(EXERCISE REQUIREMENTS): Look for the string "source" in the data below, and copy each line that holds it.

(DATA RECORDS):
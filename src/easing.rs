//! Easing curves mapping elapsed time fractions to progress fractions.

use num_traits::Float;

use super::cubic_bezier::CubicBezier;
use super::find_root::FindRoot;
use super::point2::Point2;
use super::{clamp_fraction, scalar};

/// An easing curve: maps an input fraction in [0, 1] to an output fraction.
#[derive(Copy, Clone, Debug, Default, PartialEq)]
#[cfg_attr(feature = "serde", derive(serde::Serialize, serde::Deserialize))]
pub enum Easing {
    /// Identity, constant velocity.
    #[default]
    Linear,
    /// Quadratic ease-in, `t²`.
    Accelerate,
    /// CSS style `cubic-bezier(x1, y1, x2, y2)` with implicit end points
    /// (0, 0) and (1, 1). `x1` and `x2` must lie in [0, 1] for the curve to be
    /// a function of time.
    CubicBezier { x1: f32, y1: f32, x2: f32, y2: f32 },
}

impl Easing {
    /// Steep ease-in used for drawing the check mark and the ring.
    pub const STROKE: Easing = Easing::CubicBezier {
        x1: 0.755,
        y1: 0.05,
        x2: 0.855,
        y2: 0.06,
    };

    /// Material fast-out-slow-in, used for the scale pulse.
    pub const FAST_OUT_SLOW_IN: Easing = Easing::CubicBezier {
        x1: 0.4,
        y1: 0.0,
        x2: 0.2,
        y2: 1.0,
    };

    /// Map `fraction` (clamped into [0, 1]) through the curve.
    /// The end points always map onto themselves.
    pub fn ease<F>(&self, fraction: F) -> F
    where
        F: Float + From<f32> + Default,
    {
        let x = clamp_fraction(fraction);
        if x <= F::zero() {
            return F::zero();
        }
        if x >= F::one() {
            return F::one();
        }

        match *self {
            Easing::Linear => x,
            Easing::Accelerate => x * x,
            Easing::CubicBezier { x1, y1, x2, y2 } => {
                let curve = CubicBezier::new(
                    Point2::new(F::zero(), F::zero()),
                    Point2::new(scalar(f64::from(x1.clamp(0.0, 1.0))), scalar(f64::from(y1))),
                    Point2::new(scalar(f64::from(x2.clamp(0.0, 1.0))), scalar(f64::from(y2))),
                    Point2::new(F::one(), F::one()),
                );
                let t = match curve.root_newton_axis(x, 0, x, None, None) {
                    Ok(t) => t,
                    Err(err) => {
                        log::trace!("newton inversion failed ({}), bisecting", err);
                        match curve.root_bisect_axis(x, 0, None, None) {
                            Ok(t) => t,
                            Err(err) => {
                                log::trace!("bisection failed ({}), using linear time", err);
                                x
                            }
                        }
                    }
                };
                curve.axis(t, 1)
            }
        }
    }
}
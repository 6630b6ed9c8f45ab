use num_traits::{One, Zero};

use super::find_root::FindRoot;
use super::point::Point;
use super::roots::RootFindingError;
use super::scalar;

/// A cubic Bezier curve defined by four points: the starting point, two successive
/// control points and the ending point.
/// The curve is defined by equation:
/// ```∀ t ∈ [0..1],  P(t) = (1 - t)³ * start + 3 * (1 - t)² * t * ctrl1 + 3 * t² * (1 - t) * ctrl2 + t³ * end```
#[derive(Copy, Clone, Debug, Default, PartialEq)]
pub struct CubicBezier<P> {
    pub(crate) start: P,
    pub(crate) ctrl1: P,
    pub(crate) ctrl2: P,
    pub(crate) end: P,
}

impl<P> CubicBezier<P>
where
    P: Point,
{
    pub fn new(start: P, ctrl1: P, ctrl2: P, end: P) -> Self {
        CubicBezier {
            start,
            ctrl1,
            ctrl2,
            end,
        }
    }

    /// Evaluate a CubicBezier curve at t using the numerically stable De Casteljau algorithm
    pub fn eval(&self, t: P::Scalar) -> P {
        // unrolled de casteljau algorithm
        // _1ab is the first iteration from first (a) to second (b) control point and so on
        let ctrl_1ab = self.start.lerp(self.ctrl1, t);
        let ctrl_1bc = self.ctrl1.lerp(self.ctrl2, t);
        let ctrl_1cd = self.ctrl2.lerp(self.end, t);
        // second iteration
        let ctrl_2ab = ctrl_1ab.lerp(ctrl_1bc, t);
        let ctrl_2bc = ctrl_1bc.lerp(ctrl_1cd, t);
        // third iteration, final point on the curve
        ctrl_2ab.lerp(ctrl_2bc, t)
    }

    /// Sample the coordinate at `axis` of the curve at t.
    /// Convenience shortcut for bezier.eval(t).axis(axis)
    pub fn axis(&self, t: P::Scalar, axis: usize) -> P::Scalar {
        let three = scalar::<P::Scalar>(3.0);
        let t2 = t * t;
        let t3 = t2 * t;
        let one_t = P::Scalar::one() - t;
        let one_t2 = one_t * one_t;
        let one_t3 = one_t2 * one_t;

        one_t3 * self.start.axis(axis)
            + one_t2 * t * self.ctrl1.axis(axis) * three
            + one_t * t2 * self.ctrl2.axis(axis) * three
            + t3 * self.end.axis(axis)
    }

    /// Direct Derivative - Sample the axis coordinate at 'axis' of the curve's derivative at t.
    /// Parameters:
    /// t: the sampling parameter on the curve interval [0..1]
    /// axis: the index of the coordinate axis [0..N]
    pub fn dd(&self, t: P::Scalar, axis: usize) -> P::Scalar {
        let three = scalar::<P::Scalar>(3.0);
        let six = scalar::<P::Scalar>(6.0);
        let one_t = P::Scalar::one() - t;
        let d0 = self.ctrl1.axis(axis) - self.start.axis(axis);
        let d1 = self.ctrl2.axis(axis) - self.ctrl1.axis(axis);
        let d2 = self.end.axis(axis) - self.ctrl2.axis(axis);

        three * one_t * one_t * d0 + six * one_t * t * d1 + three * t * t * d2
    }
}

impl<P> FindRoot<P> for CubicBezier<P>
where
    P: Point,
{
    fn parameter_domain(&self) -> (P::Scalar, P::Scalar) {
        (P::Scalar::zero(), P::Scalar::one())
    }

    fn axis_value(&self, t: P::Scalar, axis: usize) -> Result<P::Scalar, RootFindingError> {
        Ok(self.axis(t, axis))
    }

    fn axis_derivative(&self, t: P::Scalar, axis: usize) -> Result<P::Scalar, RootFindingError> {
        Ok(self.dd(t, axis))
    }
}

#[cfg(test)]
mod tests {
    use super::*;
    use crate::Point2;

    fn curve() -> CubicBezier<Point2<f64>> {
        CubicBezier::new(
            Point2::new(0.0, 1.77),
            Point2::new(1.1, -1.0),
            Point2::new(4.3, 3.0),
            Point2::new(3.2, -4.0),
        )
    }

    #[test]
    fn axis_matches_casteljau() {
        let bezier = curve();
        let nsteps: usize = 1000;
        for t in 0..=nsteps {
            let t = t as f64 * 1f64 / (nsteps as f64);
            let p = bezier.eval(t);
            assert!((bezier.axis(t, 0) - p.x()).abs() < 1e-9);
            assert!((bezier.axis(t, 1) - p.y()).abs() < 1e-9);
        }
    }

    #[test]
    fn derivative_matches_finite_difference() {
        let bezier = curve();
        let h = 1e-6;
        for i in 1..10 {
            let t = i as f64 / 10.0;
            let numeric = (bezier.axis(t + h, 0) - bezier.axis(t - h, 0)) / (2.0 * h);
            assert!((bezier.dd(t, 0) - numeric).abs() < 1e-5);
        }
    }

    #[test]
    fn newton_solves_axis_value() {
        // monotone in x
        let bezier = CubicBezier::new(
            Point2::new(0.0f64, 0.0),
            Point2::new(0.4, 0.0),
            Point2::new(0.2, 1.0),
            Point2::new(1.0, 1.0),
        );
        for i in 1..10 {
            let x = i as f64 / 10.0;
            let t = bezier.root_newton_axis(x, 0, x, None, None).unwrap();
            assert!((bezier.axis(t, 0) - x).abs() < 1e-6);
            let tb = bezier.root_bisect_axis(x, 0, None, None).unwrap();
            assert!((t - tb).abs() < 1e-4);
        }
    }
}
//! Supplement use-case service.
//!
//! # Responsibility
//! - Enforce existence and uniqueness rules around a storage-agnostic
//!   repository.
//! - Validate input and apply partial updates before any write.
//!
//! # Invariants
//! - Every operation issues one read and at most one write; nothing is
//!   retried or recovered locally.
//! - Validation of an update runs on the merged record, not on the patch.
//! - Absence is always reported as `NotFound`, never as an empty success.
//! - There is no locking between the read and the write. Two concurrent
//!   callers can both pass the existence check; the backend decides what
//!   happens next.

use crate::model::supplement::{Supplement, SupplementPatch, SupplementValidationError};
use crate::repo::supplement_repo::{RepoError, SupplementRepository};
use log::{info, warn};
use std::error::Error;
use std::fmt::{Display, Formatter};

pub type ServiceResult<T> = Result<T, ServiceError>;

/// Service error for supplement use-cases.
#[derive(Debug)]
pub enum ServiceError {
    /// No supplement is stored under this gtin.
    NotFound(String),
    /// Create targeted an occupied gtin; carries the rejected payload.
    AlreadyExists(Box<Supplement>),
    /// Input (or the merged update) broke one or more field rules.
    InvalidSupplement(SupplementValidationError),
    /// Backend failure, passed through unchanged.
    Store(RepoError),
}

impl Display for ServiceError {
    fn fmt(&self, f: &mut Formatter<'_>) -> std::fmt::Result {
        match self {
            Self::NotFound(gtin) => write!(f, "{gtin}: supplement not found"),
            Self::AlreadyExists(supplement) => {
                write!(f, "{supplement:?}: supplement already exists")
            }
            Self::InvalidSupplement(err) => write!(f, "invalid supplement: {err}"),
            Self::Store(err) => write!(f, "{err}"),
        }
    }
}

impl Error for ServiceError {
    fn source(&self) -> Option<&(dyn Error + 'static)> {
        match self {
            Self::InvalidSupplement(err) => Some(err),
            Self::Store(err) => Some(err),
            Self::NotFound(_) | Self::AlreadyExists(_) => None,
        }
    }
}

impl From<RepoError> for ServiceError {
    fn from(value: RepoError) -> Self {
        Self::Store(value)
    }
}

impl From<SupplementValidationError> for ServiceError {
    fn from(value: SupplementValidationError) -> Self {
        Self::InvalidSupplement(value)
    }
}

/// Supplement service facade over a repository implementation.
pub struct SupplementService<R: SupplementRepository> {
    repo: R,
}

impl<R: SupplementRepository> SupplementService<R> {
    /// Creates a service using the provided repository implementation.
    pub fn new(repo: R) -> Self {
        Self { repo }
    }

    /// Returns the underlying repository.
    pub fn repository(&self) -> &R {
        &self.repo
    }

    /// Stores a new supplement.
    ///
    /// # Errors
    /// - `InvalidSupplement` listing every violated rule.
    /// - `AlreadyExists` when the gtin is taken.
    /// - `Store` for backend failures.
    pub fn create(&self, supplement: &Supplement) -> ServiceResult<()> {
        if let Err(err) = supplement.validate() {
            warn!(
                "event=supplement_create module=service status=rejected gtin={:?} violations={}",
                supplement.gtin,
                err.violations.len()
            );
            return Err(err.into());
        }

        if self.repo.find_by_gtin(&supplement.gtin)?.is_some() {
            warn!(
                "event=supplement_create module=service status=conflict gtin={}",
                supplement.gtin
            );
            return Err(ServiceError::AlreadyExists(Box::new(supplement.clone())));
        }

        if let Err(err) = self.repo.create(supplement) {
            if err.is_duplicate_key() {
                // Another writer inserted the gtin after the existence check.
                warn!(
                    "event=supplement_create module=service status=race_lost gtin={}",
                    supplement.gtin
                );
            }
            return Err(err.into());
        }
        info!(
            "event=supplement_create module=service status=ok gtin={}",
            supplement.gtin
        );
        Ok(())
    }

    /// Gets one supplement by gtin.
    pub fn find_by_gtin(&self, gtin: &str) -> ServiceResult<Supplement> {
        self.require(gtin)
    }

    /// Applies a partial update to an existing supplement.
    ///
    /// # Errors
    /// - `NotFound` when nothing is stored under `gtin`.
    /// - `InvalidSupplement` when the merged record breaks a rule.
    /// - `Store` for backend failures.
    pub fn update(&self, gtin: &str, patch: &SupplementPatch) -> ServiceResult<()> {
        let current = self.require(gtin)?;
        let merged = current.apply_update(patch);

        if let Err(err) = merged.validate() {
            warn!(
                "event=supplement_update module=service status=rejected gtin={gtin} violations={}",
                err.violations.len()
            );
            return Err(err.into());
        }

        self.repo.update(&merged)?;
        info!(
            "event=supplement_update module=service status=ok gtin={gtin} noop={}",
            patch.is_empty()
        );
        Ok(())
    }

    /// Deletes an existing supplement.
    ///
    /// The repository receives the full stored record, not only the key.
    pub fn delete(&self, gtin: &str) -> ServiceResult<()> {
        let current = self.require(gtin)?;
        self.repo.delete(&current)?;
        info!("event=supplement_delete module=service status=ok gtin={gtin}");
        Ok(())
    }

    /// Lists every stored supplement. An empty store yields an empty vec.
    // TODO: pagination and filtering once a caller needs more than a full dump.
    pub fn list_all(&self) -> ServiceResult<Vec<Supplement>> {
        Ok(self.repo.list_all()?)
    }

    fn require(&self, gtin: &str) -> ServiceResult<Supplement> {
        match self.repo.find_by_gtin(gtin)? {
            Some(supplement) => Ok(supplement),
            None => {
                info!("event=supplement_lookup module=service status=not_found gtin={gtin:?}");
                Err(ServiceError::NotFound(gtin.to_string()))
            }
        }
    }
}
//! Schema migrations for the supplements database.
//!
//! # Responsibility
//! - Keep the ordered list of schema steps compiled into the binary.
//! - Bring a connection up to the latest schema in one transaction.
//!
//! # Invariants
//! - Step versions are strictly increasing, starting at 1.
//! - The applied version lives in `PRAGMA user_version`.
//! - A database stamped with a newer version than this binary knows is
//!   refused rather than touched.

use crate::db::{DbError, DbResult};
use log::info;
use rusqlite::Connection;

/// `(version, sql)` pairs in apply order.
const SCHEMA_STEPS: &[(u32, &str)] = &[(1, include_str!("0001_init.sql"))];

/// Returns the latest schema version known by this binary.
pub fn latest_version() -> u32 {
    SCHEMA_STEPS.last().map_or(0, |(version, _)| *version)
}

/// Applies every schema step newer than the connection's `user_version`.
///
/// # Errors
/// - `SchemaTooNew` when the file was written by a newer binary.
/// - `Migration` naming the failing step; the whole batch is rolled back.
pub fn apply_migrations(conn: &mut Connection) -> DbResult<()> {
    let from = schema_version(conn)?;
    let to = latest_version();

    if from > to {
        return Err(DbError::SchemaTooNew {
            found: from,
            supported: to,
        });
    }
    if from == to {
        return Ok(());
    }

    let tx = conn.transaction()?;
    for &(version, sql) in SCHEMA_STEPS.iter().filter(|(version, _)| *version > from) {
        tx.execute_batch(sql)
            .and_then(|()| tx.pragma_update(None, "user_version", version))
            .map_err(|source| DbError::Migration { version, source })?;
    }
    tx.commit()?;

    info!("event=db_migrate module=db status=ok from_version={from} to_version={to}");
    Ok(())
}

/// Reads the schema version stamped on the connection.
pub fn schema_version(conn: &Connection) -> DbResult<u32> {
    Ok(conn.pragma_query_value(None, "user_version", |row| row.get::<_, u32>(0))?)
}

(ANSWER SECTION):
    fn source(&self) -> Option<&(dyn Error + 'static)> {
            .map_err(|source| DbError::Migration { version, source })?;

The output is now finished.